К вечеру приезжают Ник и Таля — по отдельности — и мне хочется, как заботливой маме, выспросить про причины такого позднего возвращения: если я правильно помню, последний урок у Ника заканчивается без четверти пять, а сестра уходит из школы вообще в половине второго. С начала этого года кардинально поменялось расписание звонков, и теперь перерыв между первой и второй сменой был сокращен до получаса, поэтому и освобождаться все стали несколько раньше.
Я не успеваю и рта раскрыть, как подруга, обеспокоенная моим утренним состоянием, внимательно смотрит на меня и, кажется, всё понимает, потому что под ее хитрым взглядом хочется провалиться.
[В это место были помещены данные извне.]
//! Request handlers and wire types.

use axum::{
    Json,
    extract::{Path, State},
    http::StatusCode,
};
use pluginshop_license::{
    Activation, ActivationId, LicenseKey, LicensePolicy, LicenseStatus, LicenseType, NewLicense,
    OperationalStatus, resolve_status,
};
use serde::{Deserialize, Serialize};

use crate::AppState;
use crate::error::{ApiError, Result};
use crate::extractors::Json as JsonBody;

/// `os_info` recorded when the client does not report one.
const UNKNOWN_PLATFORM: &str = "unknown";

#[derive(Serialize, Deserialize, Clone, Debug, PartialEq)]
pub struct HealthResponse {
    pub status: String,
}

#[derive(Serialize, Deserialize, Clone, Debug, PartialEq)]
#[serde(rename_all = "camelCase")]
pub struct IssueLicenseResponse {
    pub key: String,
    pub license: LicenseKey,
}

#[derive(Serialize, Deserialize, Clone, Debug, PartialEq)]
#[serde(rename_all = "camelCase")]
pub struct LicenseDetails {
    pub license: LicenseKey,
    pub status: OperationalStatus,
    /// Null when the license has no activation limit.
    pub remaining_activations: Option<u32>,
}

#[derive(Serialize, Deserialize, Clone, Debug, PartialEq)]
pub struct ValidateResponse {
    pub valid: bool,
    pub status: LicenseStatus,
}

#[derive(Serialize, Deserialize, Clone, Debug, PartialEq)]
#[serde(rename_all = "camelCase")]
pub struct ActivateRequest {
    pub machine_id: String,
    pub app_version: String,
    #[serde(default)]
    pub os_info: Option<String>,
}

#[derive(Serialize, Deserialize, Clone, Debug, PartialEq)]
pub struct ActivationResponse {
    pub activation: Activation,
}

#[derive(Serialize, Deserialize, Clone, Debug, PartialEq)]
pub struct ActivationList {
    pub activations: Vec<Activation>,
}

/// GET /api/v1/health
pub async fn health() -> Json<HealthResponse> {
    Json(HealthResponse {
        status: "ok".to_string(),
    })
}

/// GET /api/v1/license-types
pub async fn license_types() -> Json<Vec<LicensePolicy>> {
    Json(LicenseType::ALL.iter().map(LicenseType::policy).collect())
}

/// POST /api/v1/licenses
pub async fn issue_license(
    State(state): State<AppState>,
    JsonBody(body): JsonBody<NewLicense>,
) -> Result<(StatusCode, Json<IssueLicenseResponse>)> {
    let license = state.store.issue(body).await?;
    Ok((
        StatusCode::CREATED,
        Json(IssueLicenseResponse {
            key: license.key.clone(),
            license,
        }),
    ))
}

/// GET /api/v1/licenses/{key}
pub async fn get_license(
    State(state): State<AppState>,
    Path(key): Path<String>,
) -> Result<Json<LicenseDetails>> {
    let license = state.store.get(&key).await?;
    let status = resolve_status(&key, Some(&license), state.store.now());
    Ok(Json(LicenseDetails {
        remaining_activations: license.remaining_activations(),
        license,
        status,
    }))
}

/// POST /api/v1/licenses/{key}/validate
///
/// An unusable license is still a 200; the body says why.
pub async fn validate_license(
    State(state): State<AppState>,
    Path(key): Path<String>,
) -> Result<Json<ValidateResponse>> {
    let status = state.store.validate(&key).await?;
    Ok(Json(ValidateResponse {
        valid: status.is_valid(),
        status,
    }))
}

/// POST /api/v1/licenses/{key}/activations
pub async fn activate(
    State(state): State<AppState>,
    Path(key): Path<String>,
    JsonBody(body): JsonBody<ActivateRequest>,
) -> Result<(StatusCode, Json<ActivationResponse>)> {
    if body.machine_id.trim().is_empty() {
        return Err(ApiError::BadRequest("machineId must not be empty".into()));
    }
    if body.app_version.trim().is_empty() {
        return Err(ApiError::BadRequest("appVersion must not be empty".into()));
    }

    let os_info = body.os_info.as_deref().unwrap_or(UNKNOWN_PLATFORM);
    let activation = state
        .store
        .activate(&key, &body.machine_id, &body.app_version, os_info)
        .await?;
    Ok((StatusCode::CREATED, Json(ActivationResponse { activation })))
}

/// GET /api/v1/licenses/{key}/activations
pub async fn list_activations(
    State(state): State<AppState>,
    Path(key): Path<String>,
) -> Result<Json<ActivationList>> {
    let activations = state.store.list_activations(&key).await?;
    Ok(Json(ActivationList { activations }))
}

/// DELETE /api/v1/licenses/{key}/activations/{id}
pub async fn deactivate(
    State(state): State<AppState>,
    Path((key, id)): Path<(String, String)>,
) -> Result<StatusCode> {
    let id: ActivationId = id
        .parse()
        .map_err(|e| ApiError::BadRequest(format!("invalid activation id: {e}")))?;
    state.store.deactivate(&key, id).await?;
    Ok(StatusCode::NO_CONTENT)
}
//! Time sources.
//!
//! Everything that depends on "now" takes either a timestamp or a
//! `Clock`, so tests and simulations can pin time.

use chrono::{DateTime, Duration, Utc};
use std::sync::Mutex;

/// A source of the current time.
pub trait Clock: Send + Sync {
    /// Returns the current instant.
    fn now(&self) -> DateTime<Utc>;
}

/// Wall clock.
#[derive(Debug, Clone, Copy, Default)]
pub struct SystemClock;

impl Clock for SystemClock {
    fn now(&self) -> DateTime<Utc> {
        Utc::now()
    }
}

/// A clock that only moves when told to.
#[derive(Debug)]
pub struct ManualClock {
    now: Mutex<DateTime<Utc>>,
}

impl ManualClock {
    /// Creates a clock frozen at `start`.
    #[must_use]
    pub fn new(start: DateTime<Utc>) -> Self {
        Self {
            now: Mutex::new(start),
        }
    }

    /// Moves the clock to `instant`.
    pub fn set(&self, instant: DateTime<Utc>) {
        *self.now.lock().unwrap_or_else(|e| e.into_inner()) = instant;
    }

    /// Moves the clock forward by `by`.
    pub fn advance(&self, by: Duration) {
        let mut now = self.now.lock().unwrap_or_else(|e| e.into_inner());
        *now += by;
    }
}

impl Clock for ManualClock {
    fn now(&self) -> DateTime<Utc> {
        *self.now.lock().unwrap_or_else(|e| e.into_inner())
    }
}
Мне ничего не остается, кроме как предложить шарлотки и, стараясь не краснеть при каждом мимолетном взгляде на Костю и не воспроизводить в памяти то, что пару часов назад было между нами, сбежать на кухню: делать новый чай.
Ник, по всей видимости объявивший нам бойкот, не удержался и, прежде чем пойти к себе, втихаря свистнул пару кусков пирога: я видела, как он поднимался наверх, стараясь закрыть мой кулинарный шедевр от посторонних глаз. Ехидно посмеиваясь, я вытащила из шкафчика самый большой заварник, и не ошиблась: с наступлением темноты в прихожую ввалились Паша с Тохой, тащившие на себе Димаса. Как на это реагировать, пока что было непонятно.
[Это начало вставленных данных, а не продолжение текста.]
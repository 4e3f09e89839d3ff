//! Server settings.

use std::net::{IpAddr, Ipv4Addr, SocketAddr};

/// Default HTTP port.
pub const DEFAULT_PORT: u16 = 4100;

/// Where the API listens.
#[derive(Debug, Clone, Copy, PartialEq, Eq)]
pub struct ServerConfig {
    pub host: IpAddr,
    pub port: u16,
}

impl ServerConfig {
    #[must_use]
    pub fn socket_addr(&self) -> SocketAddr {
        SocketAddr::new(self.host, self.port)
    }
}

impl Default for ServerConfig {
    fn default() -> Self {
        Self {
            host: IpAddr::V4(Ipv4Addr::UNSPECIFIED),
            port: DEFAULT_PORT,
        }
    }
}
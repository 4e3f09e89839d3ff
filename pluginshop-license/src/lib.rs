//! Licensing and activation for Plugin Shop add-ons.
//!
//! This crate handles:
//! - License key generation and `XXXX-XXXX-XXXX-XXXX` format validation
//! - Expiry and activation-limit evaluation per license type
//! - Device activation records
//! - Machine fingerprinting and durable installation IDs
//! - Obfuscated license payloads
//!
//! Everything here is synchronous and storage-free. Services that persist
//! licenses are responsible for key uniqueness and for updating
//! `current_activations` atomically.
//!
//! # Environment
//!
//! Functions that read the clock, the RNG or the host environment come in
//! two forms: a convenience form using the real environment, and an explicit
//! form (`*_with`, `*_at`, `*_for`) taking those inputs as arguments.

mod activation;
mod clock;
mod codec;
mod device;
mod error;
mod installation;
mod key;
mod license;
mod policy;

pub use activation::{Activation, ActivationId, create_activation, create_activation_at};
pub use clock::{Clock, ManualClock, SystemClock};
pub use codec::{decrypt_license_data, encrypt_license_data};
pub use device::{
    DeviceInfo, MACHINE_ID_LEN, MachineDescriptor, SCREEN_ENV_VAR, generate_machine_id,
    machine_id_for,
};
pub use error::{LicenseError, LicenseResult};
pub use installation::{InstallationId, default_installation_path};
pub use key::{
    KEY_GROUP_LEN, KEY_GROUPS, LICENSE_KEY_LEN, generate_license_key, generate_license_key_with,
    validate_license_key_format,
};
pub use license::{
    LicenseKey, LicenseStatus, NewLicense, OperationalStatus, check_license, is_license_valid,
    is_license_valid_at, resolve_status,
};
pub use policy::{ActivationLimit, LicensePolicy, LicenseType, UNLIMITED_SENTINEL};
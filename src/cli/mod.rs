//! CLI command handlers for klepcb.
//!
//! Each subcommand parses its own arguments and returns a [`CliResult`];
//! `main` turns errors into messages on stderr and the matching exit code.

pub mod common;
pub mod config;
pub mod generate;
pub mod parts;

// Re-export types used by main.rs and tests
pub use common::{CliError, CliResult, ExitCode};
pub use config::ConfigArgs;
pub use generate::GenerateArgs;
pub use parts::PartsArgs;
//! Data models for keys, parts and positioned layouts.
//!
//! This module contains the core data structures shared by the layout
//! calculator and the script emitters. Models carry no I/O.

pub mod error;
pub mod key;
pub mod layout;
pub mod parts;

// Re-export all model types
pub use error::ConvertError;
pub use key::Key;
pub use layout::{diode_label, Footprint, Layout, Point, PositionedKey, DIODE_PREFIX};
pub use parts::{Options, PartEntry, PartRegistry, ResolvedParts};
— Он не хочет слушать врача, — с порога наябедничал Тоха.
— И сбежал прямо с перевязки, — добавил Паша.
Картина вырисовывалась весьма интригующая, ведь мне слабо верилось, что Дима просто тронулся умом ни с того ни с сего. Но устанавливать причинно-следственные связи было сейчас не в приоритете: Димас казался еще хуже, чем когда его только подстрелили — того и гляди случится непоправимое, а уж этого допускать я точно не собиралась. Еще одну смерть я, наверное, просто не переживу.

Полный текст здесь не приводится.